6. Se cuida. Renato imóvel, a caneca escura na mão, a respiração rápida e limitada. Lina tira uma das chaves do molho e a coloca sobre a mesa. Renato a observa enquanto ela se afasta. Som de passos, som de porta batendo. Renato contrai os ombros ao som da porta. Fica mais alguns segundos imóvel, olhando na direção da porta, até todos os sons se desfazerem em silêncio. Som da cidade ao longe, começa a aumentar suavemente. Ele se move lentamente na direção da mesa. Sobre ela, há um pote metálico improvisado com açúcar e uma colherinha de plástico. Ele coloca açúcar em sua caneca escura, que está com chá, mexe e lambe a colher. O chão está limpo.

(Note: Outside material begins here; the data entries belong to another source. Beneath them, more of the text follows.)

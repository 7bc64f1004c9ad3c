mod connection;
mod migrations;
mod queries;

pub use connection::Database;
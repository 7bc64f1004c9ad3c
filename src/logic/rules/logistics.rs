use super::{Family, Rule, RuleContext, RuleDef};
use crate::models::{Conclusion, ConclusionKind, Predicate};

/// Freight that eats the whole margin makes shipping pointless, whatever the material.
pub(crate) fn freight_exceeds_margin(ctx: &RuleContext) -> bool {
    match (
        ctx.num(Predicate::CostoFlete),
        ctx.num(Predicate::MargenGanancia),
    ) {
        (Some(freight), Some(margin)) => freight >= margin,
        _ => false,
    }
}

pub fn rules() -> Vec<Box<dyn Rule>> {
    vec![Box::new(RuleDef {
        id: "R24",
        name: "Freight exceeds margin",
        family: Family::Logistics,
        kind: ConclusionKind::Optimal,
        conclusion: Conclusion::VenderEnPlantaDescartar,
        condition: freight_exceeds_margin,
    })]
}

#[cfg(test)]
mod tests {
    use super::*;
    use crate::logic::rules::testing::Facts;

    #[test]
    fn boundary_is_inclusive() {
        let at = |freight| {
            Facts::new()
                .num(Predicate::CostoFlete, freight)
                .num(Predicate::MargenGanancia, 20.0)
        };
        assert!(at(20.0).holds(freight_exceeds_margin));
        assert!(at(35.0).holds(freight_exceeds_margin));
        assert!(!at(19.99).holds(freight_exceeds_margin));
    }

    #[test]
    fn unknown_margin_never_fires() {
        let facts = Facts::new().num(Predicate::CostoFlete, 1000.0);
        assert!(!facts.holds(freight_exceeds_margin));
    }
}
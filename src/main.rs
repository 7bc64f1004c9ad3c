mod cli;
mod config;
mod db;
mod error;
mod logic;
mod models;

use anyhow::{bail, Context};
use clap::Parser;
use cli::{Cli, Commands, MachineCommand};
use config::Config;
use db::Database;
use logic::host::run_worker;
use logic::normalizer::validate_strict;
use logic::rules::engine::RULE_BASE_VERSION;
use logic::{EvaluationHost, RulesEngine};
use models::{AnalysisRecord, AnalysisRequest, AnalysisResponse, Machine};
use std::io::Read;
use std::path::PathBuf;
use tracing_subscriber::EnvFilter;

#[tokio::main]
async fn main() -> anyhow::Result<()> {
    // Load .env file if present
    let _ = dotenvy::dotenv();

    let cli = Cli::parse();

    // Logs go to stderr; stdout carries responses and the worker protocol.
    let default_filter = match cli.verbose {
        0 => "warn",
        1 => "debug",
        _ => "trace",
    };
    tracing_subscriber::fmt()
        .with_env_filter(
            EnvFilter::try_from_default_env().unwrap_or_else(|_| EnvFilter::new(default_filter)),
        )
        .with_writer(std::io::stderr)
        .init();

    match cli.command {
        Commands::Worker => {
            let stdin = std::io::stdin();
            let stdout = std::io::stdout();
            run_worker(stdin.lock(), stdout.lock())?;
        }
        Commands::Init => {
            Config::setup_interactive()?;
        }
        Commands::Check => run_check(&cli)?,
        Commands::Rules => print_rules(),
        Commands::Analyze {
            ref input,
            json,
            facts,
            strict,
            no_history,
            mode,
        } => {
            let ok = run_analyze(
                &cli,
                AnalyzeOptions {
                    input: input.clone(),
                    json,
                    facts,
                    strict,
                    no_history,
                    mode,
                },
            )
            .await?;
            if !ok {
                std::process::exit(1);
            }
        }
        Commands::Machines { ref action } => run_machines(&cli, action)?,
        Commands::History { limit } => run_history(&cli, limit)?,
    }

    Ok(())
}

struct AnalyzeOptions {
    input: Option<PathBuf>,
    json: bool,
    facts: bool,
    strict: bool,
    no_history: bool,
    mode: Option<config::WorkerMode>,
}

fn load_config(cli: &Cli) -> anyhow::Result<Config> {
    Config::load(cli.config.as_ref()).context("Failed to load configuration")
}

fn open_database(cli: &Cli, config: &Config) -> anyhow::Result<Database> {
    let path = config.db_path(cli.data_dir.as_ref())?;
    Database::open(&path).with_context(|| format!("Failed to open database at {}", path.display()))
}

/// Returns whether the analysis succeeded.
async fn run_analyze(cli: &Cli, opts: AnalyzeOptions) -> anyhow::Result<bool> {
    let mut config = load_config(cli)?;
    if let Some(mode) = opts.mode {
        config.host.mode = mode;
    }

    let raw = match &opts.input {
        Some(path) => std::fs::read_to_string(path)
            .with_context(|| format!("Failed to read {}", path.display()))?,
        None => {
            let mut buf = String::new();
            std::io::stdin()
                .read_to_string(&mut buf)
                .context("Failed to read request from stdin")?;
            buf
        }
    };

    // The payload is kept as received for the history record.
    let decoded = serde_json::from_str::<serde_json::Value>(&raw).and_then(|payload| {
        serde_json::from_value::<AnalysisRequest>(payload.clone()).map(|request| (payload, request))
    });
    let (payload, request) = match decoded {
        Ok(decoded) => decoded,
        Err(e) => {
            let response = AnalysisResponse::failure(format!("invalid request: {}", e));
            print_response(&response, &opts)?;
            return Ok(false);
        }
    };

    if opts.strict {
        if let Err(e) = validate_strict(&request) {
            print_response(&AnalysisResponse::failure(e.to_string()), &opts)?;
            return Ok(false);
        }
    }

    let db = if opts.no_history && request.machines.is_some() {
        None
    } else {
        Some(open_database(cli, &config)?)
    };

    let machines = match (&db, &request.machines) {
        (Some(db), None) => Some(db.available_machine_types()?),
        _ => None,
    };

    let host = EvaluationHost::new(&config);
    let outcome = host.run(&request, machines.as_ref()).await;
    tracing::debug!(
        state = %outcome.state,
        elapsed_ms = outcome.elapsed.as_millis() as u64,
        "Worker finished"
    );
    let response = outcome.response;

    if let (Some(db), false) = (&db, opts.no_history) {
        if let Some(record) = AnalysisRecord::from_outcome(&payload, &request, &response) {
            let id = db.record_analysis(&record)?;
            tracing::debug!(analysis = id, "Analysis stored");
        }
    }

    print_response(&response, &opts)?;
    Ok(response.is_success())
}

fn print_response(response: &AnalysisResponse, opts: &AnalyzeOptions) -> anyhow::Result<()> {
    if opts.json {
        println!("{}", serde_json::to_string_pretty(response)?);
        return Ok(());
    }

    match response {
        AnalysisResponse::Failure { error, .. } => {
            println!("Analysis failed: {}", error);
        }
        AnalysisResponse::Success {
            recommendations,
            facts,
            ..
        } => {
            match response.headline() {
                Some(headline) => println!("{}", headline.desc),
                None => println!("No rule applies to this lot"),
            }
            println!();
            for rec in recommendations {
                println!(
                    "  {} {:<20} {}",
                    rec.kind.symbol(),
                    rec.kind.label(),
                    rec.desc
                );
            }

            if opts.facts {
                println!();
                println!("Facts:");
                for (predicate, value) in facts.iter() {
                    println!("  {:<26} {}", predicate.as_str(), value);
                }
            }
        }
    }

    Ok(())
}

fn print_rules() {
    let engine = RulesEngine::new();
    println!("Rule base {} ({} rules)", RULE_BASE_VERSION, engine.len());
    println!();
    for rule in engine.list_rules() {
        println!(
            "  {:<5} {:<18} {:<9} {:<32} {}",
            rule.id,
            rule.family.as_str(),
            rule.kind.as_str(),
            rule.conclusion.as_str(),
            rule.name
        );
    }
}

fn run_machines(cli: &Cli, action: &MachineCommand) -> anyhow::Result<()> {
    let config = load_config(cli)?;
    let db = open_database(cli, &config)?;

    match action {
        MachineCommand::List => {
            let machines = db.list_machines()?;
            if machines.is_empty() {
                println!("No machines registered");
            }
            for machine in &machines {
                let class = machine
                    .machine_type
                    .resolve()
                    .map(|t| t.code())
                    .unwrap_or("?");
                println!(
                    "  #{:<4} {:<28} {:<16} {}",
                    machine.id.unwrap_or_default(),
                    machine.name,
                    class,
                    if machine.available { "available" } else { "unavailable" }
                );
            }

            println!();
            println!("Machine types:");
            for machine_type in db.list_machine_types()? {
                println!(
                    "  {:<16} {:<20} {}",
                    machine_type.code.as_deref().unwrap_or("-"),
                    machine_type.name,
                    machine_type.description
                );
            }
        }
        MachineCommand::Add {
            name,
            machine_type,
            unavailable,
        } => {
            let Some(record) = db.find_machine_type(machine_type)? else {
                bail!("Unknown machine type '{}'", machine_type);
            };
            let mut machine = Machine::new(name.as_str(), record);
            machine.available = !unavailable;
            let id = db.create_machine(&machine)?;
            println!("Added machine #{} ({})", id, machine.machine_type.name);
        }
        MachineCommand::SetAvailable { id, available } => {
            db.set_machine_available(*id, *available)?;
            println!(
                "Machine #{} is now {}",
                id,
                if *available { "available" } else { "unavailable" }
            );
        }
        MachineCommand::Remove { id } => {
            db.delete_machine(*id)?;
            println!("Removed machine #{}", id);
        }
    }

    Ok(())
}

fn run_history(cli: &Cli, limit: usize) -> anyhow::Result<()> {
    let config = load_config(cli)?;
    let db = open_database(cli, &config)?;

    let records = db.recent_analyses(limit)?;
    if records.is_empty() {
        println!("No analyses recorded yet");
        return Ok(());
    }

    for record in records {
        println!(
            "#{:<5} {}  {:<18} {:<10} {:>8.1}  {}",
            record.id.unwrap_or_default(),
            record.created_at.format("%Y-%m-%d %H:%M"),
            record.category,
            record.species.as_deref().unwrap_or("-"),
            record.volume,
            record.headline.as_deref().unwrap_or("-")
        );
    }

    Ok(())
}

fn run_check(cli: &Cli) -> anyhow::Result<()> {
    println!("EcoWood check");
    println!();

    let config = load_config(cli)?;
    println!("  [OK] Config loaded");
    println!(
        "       engine: profit margin {}, compost market {}, gardening demand {}",
        config.engine.profit_margin,
        config.engine.assume_compost_market,
        config.engine.assume_gardening_demand
    );
    println!(
        "       host: {} mode, timeout {} ms",
        config.host.mode.as_str(),
        config.host.timeout_ms
    );

    if let Some(program) = &config.host.worker_program {
        if program.exists() {
            println!("  [OK] Worker program {}", program.display());
        } else {
            println!("  [!!] Worker program {} not found", program.display());
        }
    }

    let db = open_database(cli, &config)?;
    println!(
        "  [OK] Database {} (schema v{})",
        db.path().display(),
        db.schema_version()?
    );

    let machines = db.list_machines()?;
    let available = db.available_machine_types()?;
    println!(
        "       {} machines, available types: {}",
        machines.len(),
        if available.is_empty() {
            "none".to_string()
        } else {
            available.codes().join(", ")
        }
    );

    let engine = RulesEngine::new();
    println!("  [OK] Rule base {} ({} rules)", RULE_BASE_VERSION, engine.len());

    Ok(())
}
//! Defective wood rules.
//!
//! Severe defects leave the lot fit only for chipping. Without a chipper the
//! lot goes to the boiler when biomass is short, and is discarded otherwise.
//! Mild defects can be reworked into second-grade stock.

use super::{Family, Rule, RuleContext, RuleDef};
use crate::models::{Conclusion, ConclusionKind, Predicate};

const SEVERE_DEFECTS: &[&str] = &["grieta_profunda", "pudricion_parcial", "pudricion"];
const MILD_DEFECTS: &[&str] = &["curvatura_leve", "nudo_estetico"];

fn is_defective(ctx: &RuleContext) -> bool {
    ctx.is(Predicate::Tipo, "madera_fallas")
}

fn chips_only(ctx: &RuleContext) -> bool {
    is_defective(ctx) && ctx.partial(Conclusion::AptoSoloChips)
}

pub(crate) fn severe(ctx: &RuleContext) -> bool {
    is_defective(ctx) && ctx.is_any(Predicate::Falla, SEVERE_DEFECTS)
}

pub(crate) fn second_grade(ctx: &RuleContext) -> bool {
    is_defective(ctx)
        && ctx.is_any(Predicate::Falla, MILD_DEFECTS)
        && ctx.is(Predicate::MaqReprocesadora, "si")
}

pub(crate) fn chip_it(ctx: &RuleContext) -> bool {
    chips_only(ctx) && ctx.is(Predicate::MaqChipeadora, "si")
}

pub(crate) fn burn_it(ctx: &RuleContext) -> bool {
    chips_only(ctx) && !chip_it(ctx) && ctx.is(Predicate::StockBiomasa, "bajo")
}

pub(crate) fn discard(ctx: &RuleContext) -> bool {
    chips_only(ctx) && !chip_it(ctx) && !burn_it(ctx)
}

pub(crate) fn straighten(ctx: &RuleContext) -> bool {
    is_defective(ctx)
        && ctx.partial(Conclusion::AptoSegundaCalidad)
        && ctx.is(Predicate::Falla, "curvatura_leve")
}

pub fn rules() -> Vec<Box<dyn Rule>> {
    let row = |id, name, kind, conclusion, condition| -> Box<dyn Rule> {
        Box::new(RuleDef {
            id,
            name,
            family: Family::Defective,
            kind,
            conclusion,
            condition,
        })
    };
    use ConclusionKind::{Optimal, Partial, Priority};

    vec![
        row("R14", "Severe defect, chips only", Partial, Conclusion::AptoSoloChips, severe),
        row("R22", "Mild defect, second grade", Partial, Conclusion::AptoSegundaCalidad, second_grade),
        row("R14C", "Chip defective wood", Optimal, Conclusion::ProducirChips, chip_it),
        row("R14D", "Burn defective wood", Optimal, Conclusion::SuministrarCaldera, burn_it),
        row("R14E", "Discard defective wood", Optimal, Conclusion::DescartarMaterial, discard),
        row("R23", "Straighten and rework", Priority, Conclusion::RectificarReprocesar, straighten),
    ]
}

#[cfg(test)]
mod tests {
    use super::*;
    use crate::logic::rules::testing::Facts;

    fn defect(falla: &str) -> Facts {
        Facts::new()
            .atom(Predicate::Tipo, "madera_fallas")
            .atom(Predicate::Falla, falla)
    }

    #[test]
    fn severe_defects() {
        for falla in SEVERE_DEFECTS {
            assert!(defect(falla).holds(severe), "{}", falla);
        }
        assert!(!defect("curvatura_leve").holds(severe));
        assert!(!Facts::new().atom(Predicate::Tipo, "madera_fallas").holds(severe));
    }

    #[test]
    fn severe_outcomes_are_exclusive() {
        let outcomes: [(&str, fn(&RuleContext) -> bool); 3] =
            [("chip", chip_it), ("burn", burn_it), ("discard", discard)];
        let cases = [
            ("si", "bajo", "chip"),
            ("si", "suficiente", "chip"),
            ("no", "bajo", "burn"),
            ("no", "suficiente", "discard"),
        ];
        for (chipper, stock, expected) in cases {
            let facts = defect("pudricion")
                .partial(Conclusion::AptoSoloChips)
                .atom(Predicate::MaqChipeadora, chipper)
                .atom(Predicate::StockBiomasa, stock);
            let held: Vec<&str> = outcomes
                .iter()
                .filter(|(_, condition)| facts.holds(*condition))
                .map(|(name, _)| *name)
                .collect();
            assert_eq!(held, [expected], "chipper={} stock={}", chipper, stock);
        }
    }

    #[test]
    fn no_chipper_and_low_stock_feeds_boiler() {
        let facts = defect("pudricion_parcial")
            .partial(Conclusion::AptoSoloChips)
            .atom(Predicate::MaqChipeadora, "no")
            .atom(Predicate::StockBiomasa, "bajo");
        assert!(facts.holds(burn_it));
        assert!(!facts.holds(discard));

        // Without the partial from pass 1 nothing is burned.
        let unstaged = defect("pudricion_parcial")
            .atom(Predicate::MaqChipeadora, "no")
            .atom(Predicate::StockBiomasa, "bajo");
        assert!(!unstaged.holds(burn_it));
    }

    #[test]
    fn no_chipper_and_stock_discards() {
        let facts = defect("grieta_profunda")
            .partial(Conclusion::AptoSoloChips)
            .atom(Predicate::MaqChipeadora, "no")
            .atom(Predicate::StockBiomasa, "suficiente");
        assert!(facts.holds(discard));
        assert!(!facts.holds(chip_it));
    }

    #[test]
    fn mild_defect_needs_reprocessor() {
        assert!(!defect("nudo_estetico").holds(second_grade));
        assert!(defect("nudo_estetico")
            .atom(Predicate::MaqReprocesadora, "si")
            .holds(second_grade));
    }

    #[test]
    fn only_warp_is_straightened() {
        let warp = defect("curvatura_leve").partial(Conclusion::AptoSegundaCalidad);
        assert!(warp.holds(straighten));
        let knot = defect("nudo_estetico").partial(Conclusion::AptoSegundaCalidad);
        assert!(!knot.holds(straighten));
    }
}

Sai pela porta 3. CENA 11 - INT. SALA - FIM DE NOITE/ COMEÇO DE DIA Renato volta pela porta 2 para perto do quadro, desprende a tela da parede lentamente e a enrola. Coloca a tela em um canto, onde há alguns cavaletes encostados e telas enroladas. Renato sai para o corredor, novamente pela porta 2, e caminha decidido. CENA 12 - EXT. VARANDA - AMANHECER Renato entra em um terraço aberto e iluminado. Sobe um lance pequeno de escadas, com passos firmes e relaxados. Amanhecer de dia. A cidade.